● DATA SHOWN
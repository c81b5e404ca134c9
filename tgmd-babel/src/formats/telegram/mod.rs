//! Telegram MarkdownV2 format implementation
//!
//! Export only: a document tree is turned into the Markdown flavour accepted
//! by the Telegram Bot API (`parse_mode=MarkdownV2`).
//!
//! # Element Mapping Table
//!
//! | Tree Element        | MarkdownV2 Output            | Notes                                     |
//! |---------------------|------------------------------|-------------------------------------------|
//! | Heading             | `## **Title**`               | Level clamped into 1..=6                  |
//! | Paragraph           | Escaped text + blank line    | Blank paragraphs are dropped              |
//! | Bold                | `**text**`                   |                                           |
//! | Italic / Underline  | `__text__`                   | The dialect has no distinct italic glyph  |
//! | StrikeThrough       | `~~text~~`                   |                                           |
//! | Code / Verbatim     | `` `value` ``                | Value escaped as opaque text              |
//! | Src / Example block | Fenced block                 | No language tag                           |
//! | Table               | Fenced block of source text  | Tabular layout can't survive otherwise    |
//! | Link                | `[desc](target)`             | Bare target when desc is empty or equal   |
//!
//! # Escaping
//!
//! All plain text is escaped exactly once (see [`escape`]). Link targets and
//! table source are never escaped. Escaping can be switched off entirely with
//! the `escape` option, in which case only entity normalization runs.
//!
//! # Lossy Conversions
//!
//! - Headings deeper than 6 are flattened to level 6
//! - Italic and underline become indistinguishable
//! - Table structure is replaced by its source text
//! - Code block languages are dropped

pub mod escape;
pub mod fragment;
pub mod rules;
pub mod serializer;

use crate::common::code::DefaultCodeFormatter;
use crate::common::links::StandardResolver;
use crate::error::FormatError;
use crate::format::Format;
use crate::ir::nodes::Document;
use std::collections::HashMap;

pub use escape::EscapeConfig;
pub use rules::TelegramOptions;
pub use serializer::{serialize_to_telegram, Exporter};

/// Format implementation for Telegram MarkdownV2
#[derive(Debug, Clone, Default)]
pub struct TelegramFormat {
    options: TelegramOptions,
    resolver: StandardResolver,
    formatter: DefaultCodeFormatter,
}

impl TelegramFormat {
    pub fn new(options: TelegramOptions) -> Self {
        TelegramFormat {
            options,
            ..Default::default()
        }
    }

    pub fn with_resolver(mut self, resolver: StandardResolver) -> Self {
        self.resolver = resolver;
        self
    }

    pub fn with_formatter(mut self, formatter: DefaultCodeFormatter) -> Self {
        self.formatter = formatter;
        self
    }

    fn export(&self, doc: &Document, options: &TelegramOptions) -> String {
        Exporter::new(options)
            .with_resolver(&self.resolver)
            .with_formatter(&self.formatter)
            .export(doc)
    }
}

impl Format for TelegramFormat {
    fn name(&self) -> &str {
        "telegram"
    }

    fn description(&self) -> &str {
        "Telegram MarkdownV2"
    }

    fn file_extensions(&self) -> &[&str] {
        &["md"]
    }

    fn supports_serialization(&self) -> bool {
        true
    }

    fn serialize(&self, doc: &Document) -> Result<String, FormatError> {
        Ok(self.export(doc, &self.options))
    }

    fn serialize_with_options(
        &self,
        doc: &Document,
        options: &HashMap<String, String>,
    ) -> Result<String, FormatError> {
        let mut effective = self.options.clone();
        for (key, value) in options {
            match key.as_str() {
                "escape" => effective.escape.enabled = parse_bool(key, value)?,
                other => {
                    return Err(FormatError::NotSupported(format!(
                        "Format 'telegram' does not support parameter '{other}'"
                    )))
                }
            }
        }
        Ok(self.export(doc, &effective))
    }
}

fn parse_bool(key: &str, raw: &str) -> Result<bool, FormatError> {
    match raw.to_lowercase().as_str() {
        "true" | "1" | "yes" | "y" => Ok(true),
        "false" | "0" | "no" | "n" => Ok(false),
        other => Err(FormatError::SerializationError(format!(
            "Invalid boolean value '{other}' for '{key}'"
        ))),
    }
}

● DIRECTIONS
The entries above must be returned in full, exactly as shown.

● YOUR SOLUTION
repository c81b5e404ca134c9
filename tgmd-babel/src/formats/telegram/mod.rs
//! Telegram MarkdownV2 format implementation
//!
//! Export only: a document tree is turned into the Markdown flavour accepted
//! by the Telegram Bot API (`parse_mode=MarkdownV2`).
//!
//! # Element Mapping Table
//!
//! | Tree Element        | MarkdownV2 Output            | Notes                                     |
//! |---------------------|------------------------------|-------------------------------------------|
//! | Heading             | `## **Title**`               | Level clamped into 1..=6                  |
//! | Paragraph           | Escaped text + blank line    | Blank paragraphs are dropped              |
//! | Bold                | `**text**`                   |                                           |
//! | Italic / Underline  | `__text__`                   | The dialect has no distinct italic glyph  |
//! | StrikeThrough       | `~~text~~`                   |                                           |
//! | Code / Verbatim     | `` `value` ``                | Value escaped as opaque text              |
//! | Src / Example block | Fenced block                 | No language tag                           |
//! | Table               | Fenced block of source text  | Tabular layout can't survive otherwise    |
//! | Link                | `[desc](target)`             | Bare target when desc is empty or equal   |
//!
//! # Escaping
//!
//! All plain text is escaped exactly once (see [`escape`]). Link targets and
//! table source are never escaped. Escaping can be switched off entirely with
//! the `escape` option, in which case only entity normalization runs.
//!
//! # Lossy Conversions
//!
//! - Headings deeper than 6 are flattened to level 6
//! - Italic and underline become indistinguishable
//! - Table structure is replaced by its source text
//! - Code block languages are dropped

pub mod escape;
pub mod fragment;
pub mod rules;
pub mod serializer;

use crate::common::code::DefaultCodeFormatter;
use crate::common::links::StandardResolver;
use crate::error::FormatError;
use crate::format::Format;
use crate::ir::nodes::Document;
use std::collections::HashMap;

pub use escape::EscapeConfig;
pub use rules::TelegramOptions;
pub use serializer::{serialize_to_telegram, Exporter};

/// Format implementation for Telegram MarkdownV2
#[derive(Debug, Clone, Default)]
pub struct TelegramFormat {
    options: TelegramOptions,
    resolver: StandardResolver,
    formatter: DefaultCodeFormatter,
}

impl TelegramFormat {
    pub fn new(options: TelegramOptions) -> Self {
        TelegramFormat {
            options,
            ..Default::default()
        }
    }

    pub fn with_resolver(mut self, resolver: StandardResolver) -> Self {
        self.resolver = resolver;
        self
    }

    pub fn with_formatter(mut self, formatter: DefaultCodeFormatter) -> Self {
        self.formatter = formatter;
        self
    }

    fn export(&self, doc: &Document, options: &TelegramOptions) -> String {
        Exporter::new(options)
            .with_resolver(&self.resolver)
            .with_formatter(&self.formatter)
            .export(doc)
    }
}

impl Format for TelegramFormat {
    fn name(&self) -> &str {
        "telegram"
    }

    fn description(&self) -> &str {
        "Telegram MarkdownV2"
    }

    fn file_extensions(&self) -> &[&str] {
        &["md"]
    }

    fn supports_serialization(&self) -> bool {
        true
    }

    fn serialize(&self, doc: &Document) -> Result<String, FormatError> {
        Ok(self.export(doc, &self.options))
    }

    fn serialize_with_options(
        &self,
        doc: &Document,
        options: &HashMap<String, String>,
    ) -> Result<String, FormatError> {
        let mut effective = self.options.clone();
        for (key, value) in options {
            match key.as_str() {
                "escape" => effective.escape.enabled = parse_bool(key, value)?,
                other => {
                    return Err(FormatError::NotSupported(format!(
                        "Format 'telegram' does not support parameter '{other}'"
                    )))
                }
            }
        }
        Ok(self.export(doc, &effective))
    }
}

fn parse_bool(key: &str, raw: &str) -> Result<bool, FormatError> {
    match raw.to_lowercase().as_str() {
        "true" | "1" | "yes" | "y" => Ok(true),
        "false" | "0" | "no" | "n" => Ok(false),
        other => Err(FormatError::SerializationError(format!(
            "Invalid boolean value '{other}' for '{key}'"
        ))),
    }
}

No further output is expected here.